I mentioned earlier this week that I can get pretty uncomfortable with the gray parts of life, but I am also fully aware that that is where all the real learning takes place. I am aware that it is out of our shadowy places that light eventually emerges.

I just happened upon a truly nasty blog that calls itself Christian, in which the author "hints" at the fact that Mother Teresa was not a "real" Christian because she had such a long period of Darkness, that she admitted her doubts, that she struggled with her relationship to God, to the Infinite Divine, to this Life.

Those are exactly the reasons I admire her.

As we enter this day that we seemingly paradoxically call "Good," we might remember that the greatest minds and spirits are those that are unafraid of the dark, even when they are not promised a candle.

Are you willing to look at your own darkness? Are you willing to confront the parts of you that, in little ways every day, dampen your capacity to Love?

Are you willing to dance with your shadows and just trust?


14 comments:

G said...

Of my goodness. I was shocked to read that there are people who would dare to say that Mother Teresa wasn't a "real" Christian. I completely agree with you, her moments of darkness and struggle with her faith are the reasons I am able to identify with her. If she did not have those moments, not only could she have ended up a different woman than the amazing one she was, she would also be so much difficult to identify with at all. She was so selfless and giving that it would be hard to identify with her willingness to give of herself for others. I am so glad that you post about your struggles and difficulties because everyone has those moments. I think our willingness to embrace those moments is the thing that strengthens us and allows us to be who we truly are, struggles and all.

Rowena said...

It's a tough thing to do that, maybe that's why so few people do face their dark side. It's so easy to slide all the way in and get lost, or wallow in it, in a woe is me fashion.

But every once in a while I just accept the dark side, the bad emotions, the ugly feelings, without apology, without trying to make them into something productive, without trying to analyze them, without trying to take it out on someone, without trying to be "good", and I've always found the experience to be exceedingly valuable.

Then I am able to see the light better. It's weird how that happens. Face the dark, and the light grows. Hmm.

tinkerbell the bipolar faerie said...

Darkness defines the light. Would one mean anything without the other?

As for Mother Teresa, her "Christian-ness" and her struggle through the dark night of the soul ~ DUH! Exactly that struggle with darkness embodies her piousness!
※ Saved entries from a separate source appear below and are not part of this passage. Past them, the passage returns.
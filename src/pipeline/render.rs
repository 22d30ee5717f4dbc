//! Output rendering: write translated pages into a new PDF via pdfium.
//!
//! Each translated page becomes one or more A4 sheets of word-wrapped
//! Helvetica text (see [`super::layout`]). The document is saved to a
//! sibling `.pdf.tmp` file and renamed into place, so a failed run never
//! leaves a truncated PDF at the output path.

use super::engine::bind_pdfium;
use super::layout::{paginate, SheetLayout};
use crate::error::TranslateError;
use pdfium_render::prelude::*;
use std::path::Path;
use tracing::{debug, info};

/// Render `pages` into a PDF at `output_path`, in order.
///
/// Returns the number of sheets written.
pub async fn render_pages(
    pages: &[String],
    output_path: &Path,
    font_size: f32,
) -> Result<usize, TranslateError> {
    let path = output_path.to_path_buf();

    if let Some(parent) = path.parent().filter(|p| !p.as_os_str().is_empty()) {
        tokio::fs::create_dir_all(parent)
            .await
            .map_err(|e| TranslateError::OutputWriteFailed {
                path: path.clone(),
                source: e,
            })?;
    }

    let tmp_path = path.with_extension("pdf.tmp");
    let pages = pages.to_vec();
    let blocking_tmp = tmp_path.clone();

    let rendered = tokio::task::spawn_blocking(move || {
        render_pages_blocking(&pages, &blocking_tmp, font_size)
    })
    .await
    .map_err(|e| TranslateError::Internal(format!("Render task panicked: {}", e)))?;

    let sheets = match rendered {
        Ok(n) => n,
        Err(e) => {
            let _ = tokio::fs::remove_file(&tmp_path).await;
            return Err(e);
        }
    };

    tokio::fs::rename(&tmp_path, &path)
        .await
        .map_err(|e| TranslateError::OutputWriteFailed {
            path: path.clone(),
            source: e,
        })?;

    info!("Wrote {} sheets to {}", sheets, path.display());
    Ok(sheets)
}

fn render_pages_blocking(
    pages: &[String],
    tmp_path: &Path,
    font_size: f32,
) -> Result<usize, TranslateError> {
    let pdfium = bind_pdfium()?;
    let layout = SheetLayout::a4(font_size);

    let mut document = pdfium
        .create_new_pdf()
        .map_err(|e| render_failed(0, e))?;
    let font = document.fonts_mut().helvetica();

    let mut sheet_no = 0usize;
    for (idx, text) in pages.iter().enumerate() {
        let sheets = paginate(text, &layout);
        debug!("Page {}: {} sheet(s)", idx, sheets.len());

        for lines in sheets {
            sheet_no += 1;
            let mut page = document
                .pages_mut()
                .create_page_at_end(PdfPagePaperSize::a4())
                .map_err(|e| render_failed(sheet_no, e))?;

            for (n, line) in lines.iter().enumerate() {
                if line.is_empty() {
                    continue;
                }
                page.objects_mut()
                    .create_text_object(
                        PdfPoints::new(layout.margin),
                        PdfPoints::new(layout.baseline(n)),
                        line,
                        font,
                        PdfPoints::new(layout.font_size),
                    )
                    .map_err(|e| render_failed(sheet_no, e))?;
            }
        }
    }

    document.save_to_file(tmp_path).map_err(|e| {
        TranslateError::OutputWriteFailed {
            path: tmp_path.to_path_buf(),
            source: std::io::Error::other(format!("{:?}", e)),
        }
    })?;

    Ok(sheet_no)
}

fn render_failed(sheet: usize, e: PdfiumError) -> TranslateError {
    TranslateError::RenderFailed {
        sheet,
        detail: format!("{:?}", e),
    }
}
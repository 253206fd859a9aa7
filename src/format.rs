//! Style formatter
//!
//! Re-renders a captured inline style object into the canonical multi-line
//! form used for registry entries.

use crate::error::Result;
use crate::language;
use crate::syntax;

/// Reformat the text of an inline style object literal.
///
/// The fragment is re-parsed in isolation, wrapped in parentheses so it sits
/// in expression position instead of reading as a block statement. Properties
/// render one per line with a two-space indent, in source order, each value's
/// text verbatim. Anything that is not a plain `key: value` pair is dropped.
/// Without an object literal in the fragment the input comes back verbatim.
pub fn format_style(style_text: &str) -> Result<String> {
    let fragment = format!("({})", style_text);
    let tree = language::parse_tsx(&fragment)?;

    let Some(object) = syntax::find_first(tree.root_node(), &|node| {
        syntax::is_object_literal(node)
    }) else {
        return Ok(style_text.to_string());
    };

    let mut lines = Vec::new();
    let mut cursor = object.walk();
    for property in object.named_children(&mut cursor) {
        if property.kind() != "pair" {
            continue;
        }
        let (Some(key), Some(value)) = (
            property.child_by_field_name("key"),
            property.child_by_field_name("value"),
        ) else {
            continue;
        };
        lines.push(format!(
            "  {}: {}",
            syntax::node_text(&key, &fragment),
            syntax::node_text(&value, &fragment)
        ));
    }

    Ok(format!("{{\n{}\n}}", lines.join(",\n")))
}

#[cfg(test)]
mod tests {
    use super::*;

    #[test]
    fn renders_one_property_per_line_in_source_order() {
        let formatted = format_style("{ color: 'red',fontSize: 16 }").unwrap();
        assert_eq!(formatted, "{\n  color: 'red',\n  fontSize: 16\n}");
    }

    #[test]
    fn values_are_emitted_verbatim() {
        let formatted = format_style("{ width: size * 2, margin: compute(4) }").unwrap();
        assert_eq!(formatted, "{\n  width: size * 2,\n  margin: compute(4)\n}");
    }

    #[test]
    fn string_keys_keep_their_quotes() {
        let formatted = format_style("{ 'font-size': 12 }").unwrap();
        assert_eq!(formatted, "{\n  'font-size': 12\n}");
    }

    #[test]
    fn non_pair_properties_are_dropped() {
        let formatted = format_style("{ ...base, color: 'red', shorthand }").unwrap();
        assert_eq!(formatted, "{\n  color: 'red'\n}");
    }

    #[test]
    fn non_object_fragments_come_back_verbatim() {
        assert_eq!(format_style("styles.foo").unwrap(), "styles.foo");
    }
}
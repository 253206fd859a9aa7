use thiserror::Error;

#[derive(Debug, Error)]
pub enum ExtractError {
    #[error("Failed to load the TSX grammar: {0}")]
    Language(#[from] tree_sitter::LanguageError),

    #[error("Parser produced no tree for this source unit")]
    Parse,

    #[error("Style attribute at byte {0} has no enclosing JSX element")]
    MalformedTree(usize),
}

pub type Result<T> = std::result::Result<T, ExtractError>;
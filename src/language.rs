//! Shared language support (tree-sitter configuration)
//!
//! Single place where grammar selection lives. The engine only understands
//! TypeScript/TSX units; the TSX grammar is a superset that also parses plain
//! TS, JS and JSX source.

use tree_sitter::{Parser, Tree};

use crate::error::{ExtractError, Result};

/// The tree-sitter language for TSX source units
pub fn tsx_language() -> tree_sitter::Language {
    tree_sitter_typescript::LANGUAGE_TSX.into()
}

/// Parse one source unit into an immutable syntax tree
pub fn parse_tsx(source: &str) -> Result<Tree> {
    let mut parser = Parser::new();
    parser.set_language(&tsx_language())?;
    parser.parse(source, None).ok_or(ExtractError::Parse)
}

#[cfg(test)]
mod tests {
    use super::*;

    #[test]
    fn parses_a_tsx_unit() {
        let tree = parse_tsx("const x = <View style={{flex: 1}} />;").unwrap();
        assert_eq!(tree.root_node().kind(), "program");
    }
}
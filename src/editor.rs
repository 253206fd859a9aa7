//! Host editor collaborator
//!
//! The engine never touches a document itself; a host hands it text and
//! applies the finished plan as one atomic multi-edit. `FileHost` is the
//! on-disk implementation used by the CLI; tests inject in-memory hosts.

use std::fs;
use std::path::{Path, PathBuf};

use anyhow::{Context, Result};
use tracing::debug;
use uuid::Uuid;

use crate::engine::{self, Config, Outcome};
use crate::planner::EditPlan;

/// Injected editor capabilities consumed by [`run_extraction`].
pub trait EditorHost {
    /// Current document text
    fn text(&self) -> Result<String>;

    /// Apply the whole plan atomically
    fn apply(&mut self, plan: &EditPlan) -> Result<()>;

    /// Surface a human-readable confirmation
    fn notify(&self, message: &str);
}

/// Run one extraction against a host: read, plan, apply, notify.
pub fn run_extraction(
    host: &mut dyn EditorHost,
    offset: usize,
    config: &Config,
) -> Result<Outcome> {
    let source = host.text()?;
    let outcome = engine::extract(&source, offset, config)?;

    if let Outcome::Planned(planned) = &outcome {
        host.apply(&planned.plan)?;
        host.notify(&format!("Added style: {}", planned.name));
    }

    Ok(outcome)
}

/// Apply a plan to `source`, producing the edited text.
///
/// Edits are applied back-to-front so every range keeps addressing the
/// original document.
pub fn apply_plan(source: &str, plan: &EditPlan) -> String {
    let mut text = source.to_string();
    for edit in plan.edits.iter().rev() {
        text.replace_range(edit.range.start..edit.range.end, &edit.replacement);
    }
    text
}

/// File-backed host. Writes go through an atomic temp-file + rename
/// transaction, so a crash never leaves a half-edited document behind.
pub struct FileHost {
    path: PathBuf,
}

impl FileHost {
    pub fn new(path: impl Into<PathBuf>) -> Self {
        Self { path: path.into() }
    }
}

impl EditorHost for FileHost {
    fn text(&self) -> Result<String> {
        fs::read_to_string(&self.path)
            .with_context(|| format!("Failed to read {}", self.path.display()))
    }

    fn apply(&mut self, plan: &EditPlan) -> Result<()> {
        let source = self.text()?;
        let edited = apply_plan(&source, plan);
        EditTransaction::begin(&self.path).commit(&edited)
    }

    fn notify(&self, message: &str) {
        println!("{}", message);
    }
}

/// Single-file atomic write: temp file in the same directory, then rename.
struct EditTransaction {
    file_path: PathBuf,
    temp_file_path: Option<PathBuf>,
}

impl EditTransaction {
    fn begin(file_path: &Path) -> Self {
        Self {
            file_path: file_path.to_path_buf(),
            temp_file_path: None,
        }
    }

    fn commit(mut self, content: &str) -> Result<()> {
        let base_name = self
            .file_path
            .file_name()
            .and_then(|name| name.to_str())
            .unwrap_or("stylelift_edit");
        let temp_name = format!("{}.tmp.{}", base_name, Uuid::new_v4().simple());
        let temp_path = self.file_path.with_file_name(&temp_name);

        // Write to temp file first
        fs::write(&temp_path, content)
            .with_context(|| format!("Failed to write {}", temp_path.display()))?;
        self.temp_file_path = Some(temp_path.clone());

        // Atomic rename (this is the commit point)
        fs::rename(&temp_path, &self.file_path)
            .with_context(|| format!("Failed to replace {}", self.file_path.display()))?;

        debug!("Committed edits to {}", self.file_path.display());
        Ok(())
    }
}

impl Drop for EditTransaction {
    fn drop(&mut self) {
        // Clean up the temp file if the transaction never reached its rename
        if let Some(temp_path) = &self.temp_file_path {
            if temp_path.exists() {
                let _ = fs::remove_file(temp_path);
            }
        }
    }
}
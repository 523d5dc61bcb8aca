//! Statistics

pub mod metrics;

pub use metrics::{ChannelCounters, ChannelStats, DestinationStats, SessionStats};
//! Stream key store
//!
//! A read-mostly cache of the current user's stream keys. `refresh` fetches
//! every platform concurrently and swaps the whole cache at once; `get` is a
//! pure in-memory lookup that the session uses when it opens channels.

use std::collections::HashMap;
use std::sync::{Arc, RwLock};

use futures::future::join_all;

use crate::error::{KeyError, Result};
use crate::platform::{Platform, StreamKey};

use super::api::{KeyApi, UserId};

/// Outcome of a refresh
///
/// A platform appears in at most one of `keys` and `failures`; platforms
/// in neither are simply not configured.
#[derive(Debug, Clone, Default)]
pub struct KeySnapshot {
    keys: HashMap<Platform, StreamKey>,
    failures: HashMap<Platform, KeyError>,
}

impl KeySnapshot {
    /// Keys that were found
    pub fn keys(&self) -> &HashMap<Platform, StreamKey> {
        &self.keys
    }

    /// Platforms whose fetch failed, with the reason
    pub fn failures(&self) -> &HashMap<Platform, KeyError> {
        &self.failures
    }

    /// Platforms with a key, in display order
    pub fn configured(&self) -> Vec<Platform> {
        Platform::ALL
            .into_iter()
            .filter(|p| self.keys.contains_key(p))
            .collect()
    }
}

/// Per-session cache of destination credentials
#[derive(Debug)]
pub struct StreamKeyStore {
    api: Arc<dyn KeyApi>,
    cache: RwLock<Arc<HashMap<Platform, StreamKey>>>,
}

impl StreamKeyStore {
    /// Create an empty store backed by `api`
    pub fn new(api: Arc<dyn KeyApi>) -> Self {
        Self {
            api,
            cache: RwLock::new(Arc::new(HashMap::new())),
        }
    }

    /// Create a store pre-filled with keys, e.g. from a local config file
    pub fn with_keys(api: Arc<dyn KeyApi>, keys: HashMap<Platform, StreamKey>) -> Self {
        Self {
            api,
            cache: RwLock::new(Arc::new(keys)),
        }
    }

    /// Fetch all platforms' keys for `user` and replace the cache.
    ///
    /// One request per platform, run concurrently. A failed request only
    /// makes that platform unavailable; the rest of the snapshot is still
    /// cached.
    pub async fn refresh(&self, user: &UserId) -> Result<KeySnapshot> {
        let fetches = Platform::ALL.into_iter().map(|platform| {
            let api = Arc::clone(&self.api);
            async move { (platform, api.fetch_key(user, platform).await) }
        });

        let mut snapshot = KeySnapshot::default();
        for (platform, result) in join_all(fetches).await {
            match result {
                Ok(Some(key)) => {
                    snapshot.keys.insert(platform, key);
                }
                Ok(None) => {
                    tracing::debug!(platform = %platform, "No stream key configured");
                }
                Err(e) => {
                    tracing::warn!(platform = %platform, error = %e, "Failed to fetch stream key");
                    snapshot.failures.insert(platform, e);
                }
            }
        }

        self.replace(snapshot.keys.clone());

        tracing::info!(
            user = %user,
            configured = snapshot.keys.len(),
            failed = snapshot.failures.len(),
            "Stream keys refreshed"
        );

        Ok(snapshot)
    }

    /// Cached key for a platform
    pub fn get(&self, platform: Platform) -> Option<StreamKey> {
        self.current().get(&platform).cloned()
    }

    /// Platforms with a cached key, in display order
    pub fn configured(&self) -> Vec<Platform> {
        let cache = self.current();
        Platform::ALL
            .into_iter()
            .filter(|p| cache.contains_key(p))
            .collect()
    }

    /// Copy of the whole cache
    pub fn snapshot(&self) -> HashMap<Platform, StreamKey> {
        self.current().as_ref().clone()
    }

    /// Validate and store a key for `user`, then cache it
    pub async fn save(&self, user: &UserId, platform: Platform, key: StreamKey) -> Result<()> {
        platform.validate_key(key.expose())?;
        self.api.store_key(user, platform, &key).await?;

        let mut keys = self.snapshot();
        keys.insert(platform, key);
        self.replace(keys);

        tracing::info!(platform = %platform, user = %user, "Stream key saved");
        Ok(())
    }

    fn current(&self) -> Arc<HashMap<Platform, StreamKey>> {
        match self.cache.read() {
            Ok(guard) => Arc::clone(&guard),
            Err(poisoned) => Arc::clone(&poisoned.into_inner()),
        }
    }

    fn replace(&self, keys: HashMap<Platform, StreamKey>) {
        let keys = Arc::new(keys);
        match self.cache.write() {
            Ok(mut guard) => *guard = keys,
            Err(poisoned) => *poisoned.into_inner() = keys,
        }
    }
}

#[cfg(test)]
mod tests {
    use super::*;
    use crate::error::{ConfigError, Error};
    use crate::testing::MockKeyApi;

    fn user() -> UserId {
        UserId::new("user-1").unwrap()
    }

    #[tokio::test]
    async fn test_refresh_populates_cache() {
        let api = MockKeyApi::new()
            .with_key(Platform::YouTube, "yt-key-0123456789-abcdef")
            .with_key(Platform::Twitch, "live_0123456789");
        let store = StreamKeyStore::new(Arc::new(api));

        assert!(store.get(Platform::YouTube).is_none());

        let snapshot = store.refresh(&user()).await.unwrap();
        assert_eq!(snapshot.configured(), vec![Platform::YouTube, Platform::Twitch]);
        assert!(snapshot.failures().is_empty());

        assert_eq!(
            store.get(Platform::Twitch).unwrap().expose(),
            "live_0123456789"
        );
        assert!(store.get(Platform::Facebook).is_none());
        assert_eq!(store.configured(), vec![Platform::YouTube, Platform::Twitch]);
    }

    #[tokio::test]
    async fn test_refresh_isolates_platform_failures() {
        let api = MockKeyApi::new()
            .with_key(Platform::YouTube, "yt-key-0123456789-abcdef")
            .with_failure(Platform::Twitch, KeyError::Transport("timeout".into()))
            .with_key(Platform::Facebook, "fb-key-0123456789-0123456789-abc");
        let store = StreamKeyStore::new(Arc::new(api));

        let snapshot = store.refresh(&user()).await.unwrap();

        assert_eq!(
            snapshot.configured(),
            vec![Platform::YouTube, Platform::Facebook]
        );
        assert!(matches!(
            snapshot.failures().get(&Platform::Twitch),
            Some(KeyError::Transport(_))
        ));
        assert!(store.get(Platform::Twitch).is_none());
    }

    #[tokio::test]
    async fn test_refresh_replaces_whole_cache() {
        let api = Arc::new(MockKeyApi::new().with_key(Platform::YouTube, "yt-key-0123456789-abcdef"));
        let store = StreamKeyStore::with_keys(
            api,
            HashMap::from([(Platform::Facebook, StreamKey::new("stale"))]),
        );
        assert!(store.get(Platform::Facebook).is_some());

        store.refresh(&user()).await.unwrap();

        assert!(store.get(Platform::Facebook).is_none());
        assert!(store.get(Platform::YouTube).is_some());
    }

    #[tokio::test]
    async fn test_save_validates_and_caches() {
        let api = Arc::new(MockKeyApi::new());
        let store = StreamKeyStore::new(api.clone());

        let result = store
            .save(&user(), Platform::Facebook, StreamKey::new("short"))
            .await;
        assert!(matches!(
            result,
            Err(Error::Config(ConfigError::InvalidKey {
                platform: Platform::Facebook,
                ..
            }))
        ));
        assert!(api.stored().is_empty());

        store
            .save(&user(), Platform::Twitch, StreamKey::new("live_abcdef"))
            .await
            .unwrap();
        assert_eq!(store.get(Platform::Twitch).unwrap().expose(), "live_abcdef");
        assert_eq!(api.stored().len(), 1);
    }

    #[tokio::test]
    async fn test_save_api_failure_leaves_cache() {
        let api = Arc::new(MockKeyApi::new().fail_stores(KeyError::Status {
            status: 401,
            message: "unauthorized".into(),
        }));
        let store = StreamKeyStore::new(api);

        let result = store
            .save(&user(), Platform::Twitch, StreamKey::new("live_abcdef"))
            .await;
        assert!(matches!(result, Err(Error::Key(KeyError::Status { status: 401, .. }))));
        assert!(store.get(Platform::Twitch).is_none());
    }
}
Perhaps the author of that blog has yet to learn about The Dark Night of the Soul. How unfortunate for that person.

I venture further to say that even Jesus himself experienced this darkness, just before his death on the cross, uttering these words ~ Eli Eli lama sabachthani?.

It's not weird at all, that facing darkness ~ enduring thru it ~ gives one a greater vision of the light. The dawn is borne out of the deepest darkness, isn't it?

And maybe this is a crazy parallel to draw, but ... think of awaking in the dark of night. All the lights, turned off. The longer your foray in the dark, the wider your ocular aperture ~ ie pupil ~ becomes ... and thus, the greater your eye's capacity to take in light.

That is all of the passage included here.